------ Materials provided

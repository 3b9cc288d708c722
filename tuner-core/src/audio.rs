//! # Audio Capture Module
//!
//! This module acquires the microphone using CPAL (Cross-Platform Audio Library)
//! and streams fixed-size frames to the tuning loop.
//!
//! Acquisition happens once. Any failure here is terminal for the session: the
//! caller reports it and the tuning loop is never started.

use cpal::traits::{DeviceTrait, HostTrait, StreamTrait};
use cpal::SupportedStreamConfigRange;
use crossbeam_channel::Sender;

use crate::config::TunerConfig;
use crate::error::{Result, TunerError};

/// Starts audio capture from the default input device.
///
/// Callback data is accumulated and cut into frames of `config.fft_size`
/// samples, which are sent over `sender`. Frames are dropped if the channel is
/// full. The returned stream must be kept alive for capture to continue.
///
/// # Arguments
/// * `sender` - Channel sender for streaming frames to the tuning loop
/// * `config` - Supplies the frame size and the preferred sample rate
///
/// # Returns
/// * `Ok((stream, sample_rate))` - Audio stream handle and the actual sample rate
/// * `Err(e)` - Acquisition failed (no device, no usable format, stream error)
pub fn start_audio_capture(
    sender: Sender<Vec<f32>>,
    config: &TunerConfig,
) -> Result<(cpal::Stream, u32)> {
    let host = cpal::default_host();
    let device = host.default_input_device().ok_or(TunerError::NoInputDevice)?;

    log::info!("Using audio input device: {}", device.name()?);

    let configs = device.supported_input_configs()?.collect::<Vec<_>>();
    let supported_config = find_supported_config(configs, config.sample_rate)
        .ok_or(TunerError::UnsupportedInputFormat)?;

    let sample_rate = clamp_sample_rate(&supported_config, config.sample_rate);
    let stream_config: cpal::StreamConfig = supported_config
        .with_sample_rate(cpal::SampleRate(sample_rate))
        .into();

    log::info!("Selected sample rate: {} Hz", sample_rate);

    let frame_size = config.fft_size;
    let mut audio_buffer = Vec::with_capacity(frame_size * 2);

    let stream = device.build_input_stream(
        &stream_config,
        move |data: &[f32], _: &cpal::InputCallbackInfo| {
            audio_buffer.extend_from_slice(data);

            while audio_buffer.len() >= frame_size {
                let frame: Vec<f32> = audio_buffer.drain(..frame_size).collect();
                let _ = sender.try_send(frame);
            }
        },
        |err| log::error!("An error occurred on the audio stream: {}", err),
        None,
    )?;

    stream.play()?;

    Ok((stream, sample_rate))
}

/// Picks the mono f32 configuration whose rate range lies closest to `target_rate`.
fn find_supported_config(
    configs: Vec<SupportedStreamConfigRange>,
    target_rate: u32,
) -> Option<SupportedStreamConfigRange> {
    configs
        .into_iter()
        .filter(|c| c.channels() == 1 && c.sample_format() == cpal::SampleFormat::F32)
        .min_by_key(|c| {
            let min_diff = (c.min_sample_rate().0 as i64 - target_rate as i64).abs();
            let max_diff = (c.max_sample_rate().0 as i64 - target_rate as i64).abs();
            if (c.min_sample_rate().0..=c.max_sample_rate().0).contains(&target_rate) {
                0
            } else {
                min_diff.min(max_diff)
            }
        })
}

/// The target rate if the range supports it, otherwise the nearest bound.
fn clamp_sample_rate(range: &SupportedStreamConfigRange, target_rate: u32) -> u32 {
    target_rate.clamp(range.min_sample_rate().0, range.max_sample_rate().0)
}
//! # Gauge Widget
//!
//! Half-dial deviation gauge. The needle geometry comes from
//! `tuner_core::gauge`; this widget only draws it.

use iced::widget::canvas::{self, path::Arc, Geometry, Path, Stroke};
use iced::widget::container;
use iced::{mouse, Color, Element, Point, Radians, Rectangle, Renderer, Theme};
use std::f32::consts::PI;
use tuner_core::gauge::{GaugeColor, GaugeReading};

const DIAL_RADIUS: f32 = 100.0;
const NEEDLE_LENGTH: f32 = 80.0;

/// Screen colour for a needle colour class.
pub fn gauge_color(color: GaugeColor) -> Color {
    let (r, g, b) = color.rgb8();
    Color::from_rgb8(r, g, b)
}

pub struct Gauge {
    /// Current reading (None if no note matched)
    reading: Option<GaugeReading>,
}

impl Gauge {
    pub fn new(reading: Option<GaugeReading>) -> Self {
        Self { reading }
    }

    pub fn view(self) -> Element<'static, crate::Message> {
        container(
            canvas::Canvas::new(self)
                .width(iced::Length::Fixed(300.0))
                .height(iced::Length::Fixed(160.0)),
        )
        .into()
    }
}

impl<Message> canvas::Program<Message> for Gauge {
    type State = ();

    fn draw(
        &self,
        _state: &Self::State,
        renderer: &Renderer,
        _theme: &Theme,
        bounds: Rectangle,
        _cursor: mouse::Cursor,
    ) -> Vec<Geometry> {
        let mut frame = canvas::Frame::new(renderer, bounds.size());
        let center = Point::new(bounds.width / 2.0, bounds.height - 30.0);

        // Dial background
        let dial = Path::new(|builder| {
            builder.arc(Arc {
                center,
                radius: DIAL_RADIUS,
                start_angle: Radians(PI),
                end_angle: Radians(2.0 * PI),
            });
        });
        frame.stroke(
            &dial,
            Stroke::default()
                .with_width(15.0)
                .with_color(Color::from_rgb8(0xDD, 0xDD, 0xDD)),
        );

        if let Some(reading) = self.reading {
            let (x, y) = reading.needle_tip((center.x, center.y), NEEDLE_LENGTH);
            let needle = Path::line(center, Point::new(x, y));
            frame.stroke(
                &needle,
                Stroke::default()
                    .with_width(5.0)
                    .with_color(gauge_color(reading.color)),
            );
        }

        vec![frame.into_geometry()]
    }
}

------------

What you should do:
Repeat, exactly as they stand above, the lines from the line with "only draws it." to the line with "reading.needle_tip((center.x, center.y), NEEDLE_LENGTH);", both lines included.

Reply to the task:
//! `tuner_core::gauge`; this widget only draws it.

use iced::widget::canvas::{self, path::Arc, Geometry, Path, Stroke};
use iced::widget::container;
use iced::{mouse, Color, Element, Point, Radians, Rectangle, Renderer, Theme};
use std::f32::consts::PI;
use tuner_core::gauge::{GaugeColor, GaugeReading};

const DIAL_RADIUS: f32 = 100.0;
const NEEDLE_LENGTH: f32 = 80.0;

/// Screen colour for a needle colour class.
pub fn gauge_color(color: GaugeColor) -> Color {
    let (r, g, b) = color.rgb8();
    Color::from_rgb8(r, g, b)
}

pub struct Gauge {
    /// Current reading (None if no note matched)
    reading: Option<GaugeReading>,
}

impl Gauge {
    pub fn new(reading: Option<GaugeReading>) -> Self {
        Self { reading }
    }

    pub fn view(self) -> Element<'static, crate::Message> {
        container(
            canvas::Canvas::new(self)
                .width(iced::Length::Fixed(300.0))
                .height(iced::Length::Fixed(160.0)),
        )
        .into()
    }
}

impl<Message> canvas::Program<Message> for Gauge {
    type State = ();

    fn draw(
        &self,
        _state: &Self::State,
        renderer: &Renderer,
        _theme: &Theme,
        bounds: Rectangle,
        _cursor: mouse::Cursor,
    ) -> Vec<Geometry> {
        let mut frame = canvas::Frame::new(renderer, bounds.size());
        let center = Point::new(bounds.width / 2.0, bounds.height - 30.0);

        // Dial background
        let dial = Path::new(|builder| {
            builder.arc(Arc {
                center,
                radius: DIAL_RADIUS,
                start_angle: Radians(PI),
                end_angle: Radians(2.0 * PI),
            });
        });
        frame.stroke(
            &dial,
            Stroke::default()
                .with_width(15.0)
                .with_color(Color::from_rgb8(0xDD, 0xDD, 0xDD)),
        );

        if let Some(reading) = self.reading {
            let (x, y) = reading.needle_tip((center.x, center.y), NEEDLE_LENGTH);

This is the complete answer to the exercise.